=== INFORMATION GIVEN ===

//! Per-transaction staging: the Update Buffer, its ResourceBuffers, and the
//! per-table operations they accumulate before flush.

use std::collections::{HashMap, HashSet};

use crate::ontology::{ClassId, PropertyId};
use crate::types::{ResourceId, Value};

/// One pending column write (single-valued) or value row (multi-valued)
/// within a [`TableOp`].
#[derive(Clone, Debug)]
pub struct ColumnOp {
    pub column: String,
    /// `Some` for an insert/set; `None` means `SET column = NULL`
    /// (single-valued delete) — unused for multi-valued rows, which instead
    /// use `delete` to distinguish an insert-or-ignore row from a row
    /// removal.
    pub value: Option<Value>,
    pub fts: bool,
    /// Only meaningful when the owning `TableOp.multi` is true.
    pub delete: bool,
}

/// Pending operation against one relational table for one subject.
#[derive(Clone, Debug, Default)]
pub struct TableOp {
    pub insert_row: bool,
    pub delete_row: bool,
    pub multi: bool,
    pub class: Option<ClassId>,
    pub columns: Vec<ColumnOp>,
}

impl TableOp {
    pub fn single() -> Self {
        Self::default()
    }

    pub fn multi() -> Self {
        Self {
            multi: true,
            ..Self::default()
        }
    }
}

/// Ephemeral staging object for one subject within the active transaction.
#[derive(Clone, Debug)]
pub struct ResourceBuffer {
    pub subject: String,
    pub new_subject: Option<String>,
    pub resource_id: ResourceId,
    pub create: bool,
    pub fts_updated: bool,
    /// property -> current value set, in insertion order (dedup applied on
    /// insert; order otherwise irrelevant but kept deterministic for fts
    /// concatenation).
    pub values: HashMap<PropertyId, Vec<Value>>,
    /// table name -> pending op.
    pub table_ops: HashMap<String, TableOp>,
    /// Types currently attached to this subject, including fan-out.
    pub types: Vec<ClassId>,
    /// Properties whose pre-transaction value set has already been loaded.
    pub loaded: HashSet<PropertyId>,
    /// Classes newly attached this transaction, paired with the class's own
    /// resource id, staged for the `rdfs:Resource_rdf:type` side table.
    pub type_attachments: Vec<(ClassId, ResourceId)>,
    /// Classes detached this transaction (rdf:type delete extension; see
    /// design notes), paired with the class's own resource id.
    pub type_detachments: Vec<(ClassId, ResourceId)>,
}

impl ResourceBuffer {
    pub fn new(subject: impl Into<String>, resource_id: ResourceId, create: bool, types: Vec<ClassId>) -> Self {
        Self {
            subject: subject.into(),
            new_subject: None,
            resource_id,
            create,
            fts_updated: false,
            values: HashMap::new(),
            table_ops: HashMap::new(),
            types,
            loaded: HashSet::new(),
            type_attachments: Vec::new(),
            type_detachments: Vec::new(),
        }
    }

    pub fn has_type(&self, class: ClassId) -> bool {
        self.types.contains(&class)
    }

    pub fn table_op(&mut self, table: &str, multi: bool) -> &mut TableOp {
        self.table_ops
            .entry(table.to_string())
            .or_insert_with(|| if multi { TableOp::multi() } else { TableOp::single() })
    }
}

/// Per-transaction mapping from subject URI to its [`ResourceBuffer`],
/// cleared on commit/rollback.
#[derive(Default)]
pub struct UpdateBuffer {
    resources: HashMap<String, ResourceBuffer>,
}

impl UpdateBuffer {
    pub fn new() -> Self {
        Self::default()
    }

    pub fn get(&self, subject: &str) -> Option<&ResourceBuffer> {
        self.resources.get(subject)
    }

    pub fn get_mut(&mut self, subject: &str) -> Option<&mut ResourceBuffer> {
        self.resources.get_mut(subject)
    }

    pub fn entry_or_insert_with(
        &mut self,
        subject: &str,
        make: impl FnOnce() -> ResourceBuffer,
    ) -> &mut ResourceBuffer {
        self.resources.entry(subject.to_string()).or_insert_with(make)
    }

    pub fn iter(&self) -> impl Iterator<Item = &ResourceBuffer> {
        self.resources.values()
    }

    pub fn is_empty(&self) -> bool {
        self.resources.is_empty()
    }

    pub fn clear(&mut self) {
        self.resources.clear();
    }
}

#[cfg(test)]
mod tests {
    use super::*;

    #[test]
    fn table_op_created_lazily_and_reused() {
        let mut buf = ResourceBuffer::new("http://x/a", ResourceId(1), true, vec![]);
        buf.table_op("nie_InformationElement", false).insert_row = true;
        assert!(buf.table_ops.get("nie_InformationElement").unwrap().insert_row);
        buf.table_op("nie_InformationElement", false)
            .columns
            .push(ColumnOp {
                column: "nie_title".into(),
                value: Some(Value::String("x".into())),
                fts: true,
                delete: false,
            });
        assert_eq!(buf.table_ops.get("nie_InformationElement").unwrap().columns.len(), 1);
    }

    #[test]
    fn update_buffer_clear_removes_all_resources() {
        let mut update_buffer = UpdateBuffer::new();
        update_buffer.entry_or_insert_with("http://x/a", || {
            ResourceBuffer::new("http://x/a", ResourceId(1), true, vec![])
        });
        assert!(!update_buffer.is_empty());
        update_buffer.clear();
        assert!(update_buffer.is_empty());
    }
}
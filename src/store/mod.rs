//! Concrete `redb` realization of the backing-store schema.
//!
//! Fixed tables (the root resource table, its URI index, and the type
//! membership multimap) are compile-time `TableDefinition` constants.
//! Per-class tables
//! and per-property side tables are ontology-driven (their names come from
//! [`crate::ontology::ClassDef::name`] and
//! [`crate::ontology::Ontology::multi_table_name`]), so they are opened
//! through [`class_table`]/[`multi_value_table`] helpers that build a
//! `TableDefinition`/`MultimapTableDefinition` from a borrowed name at the
//! point of use rather than as `'static` constants.

use redb::{MultimapTableDefinition, TableDefinition};
use serde::{Deserialize, Serialize};

use crate::ontology::TYPE_TABLE_NAME;

/// Current schema version. Bumped on breaking changes to the fixed tables.
pub const SCHEMA_VERSION: u32 = 1;

/// Database-level metadata, written once at creation.
pub const METADATA_TABLE: TableDefinition<&str, &[u8]> = TableDefinition::new("engine_metadata");

/// Key under which [`EngineMetadata`] is stored in [`METADATA_TABLE`].
pub const METADATA_KEY: &str = "engine_metadata";

/// The root `rdfs:Resource` table: id -> bincode-encoded [`ResourceRow`].
pub const ROOT_TABLE: TableDefinition<u32, &[u8]> = TableDefinition::new("rdfs:Resource");

/// Reverse index: URI -> resource id, for [`crate::engine::resolver`] lookups.
pub const URI_INDEX_TABLE: TableDefinition<&str, u32> = TableDefinition::new("rdfs:Resource_uri_index");

/// Type membership: subject id -> class resource id, one entry per class in
/// the subject's super-class closure — `rdfs:Resource_rdf:type(ID, rdf:type)`.
pub const TYPE_TABLE: MultimapTableDefinition<u32, u32> = MultimapTableDefinition::new(TYPE_TABLE_NAME);

/// Schema-version and creation-time record, written once when a new database
/// file is initialized.
#[derive(Clone, Debug, Serialize, Deserialize)]
pub struct EngineMetadata {
    pub schema_version: u32,
    pub created_at: u32,
}

impl EngineMetadata {
    pub fn new(created_at: u32) -> Self {
        Self {
            schema_version: SCHEMA_VERSION,
            created_at,
        }
    }
}

/// A row in [`ROOT_TABLE`]: everything the root resource table carries
/// besides the id itself (which is the table key).
#[derive(Clone, Debug, Serialize, Deserialize)]
pub struct ResourceRow {
    pub uri: String,
    pub added: u32,
    pub modified: u32,
    pub available: bool,
}

/// Builds the `TableDefinition` for a class table (one row per instance,
/// one column per single-valued property actually set). The row value is a
/// bincode-encoded `BTreeMap<String, Value>` keyed by property column name.
pub fn class_table(name: &str) -> TableDefinition<'_, u32, &[u8]> {
    TableDefinition::new(name)
}

/// Builds the `MultimapTableDefinition` for a multi-valued property's side
/// table: id -> bincode-encoded [`crate::types::Value`], one entry per value.
pub fn multi_value_table(name: &str) -> MultimapTableDefinition<'_, u32, &[u8]> {
    MultimapTableDefinition::new(name)
}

===

** TASK TO COMPLETE **
For the lines above, output exactly those from the line containing "pub struct TableOp" through the line containing "already been loaded.", and skip the others.

** EXPECTED ANSWER **
pub struct TableOp {
    pub insert_row: bool,
    pub delete_row: bool,
    pub multi: bool,
    pub class: Option<ClassId>,
    pub columns: Vec<ColumnOp>,
}

impl TableOp {
    pub fn single() -> Self {
        Self::default()
    }

    pub fn multi() -> Self {
        Self {
            multi: true,
            ..Self::default()
        }
    }
}

/// Ephemeral staging object for one subject within the active transaction.
#[derive(Clone, Debug)]
pub struct ResourceBuffer {
    pub subject: String,
    pub new_subject: Option<String>,
    pub resource_id: ResourceId,
    pub create: bool,
    pub fts_updated: bool,
    /// property -> current value set, in insertion order (dedup applied on
    /// insert; order otherwise irrelevant but kept deterministic for fts
    /// concatenation).
    pub values: HashMap<PropertyId, Vec<Value>>,
    /// table name -> pending op.
    pub table_ops: HashMap<String, TableOp>,
    /// Types currently attached to this subject, including fan-out.
    pub types: Vec<ClassId>,
    /// Properties whose pre-transaction value set has already been loaded.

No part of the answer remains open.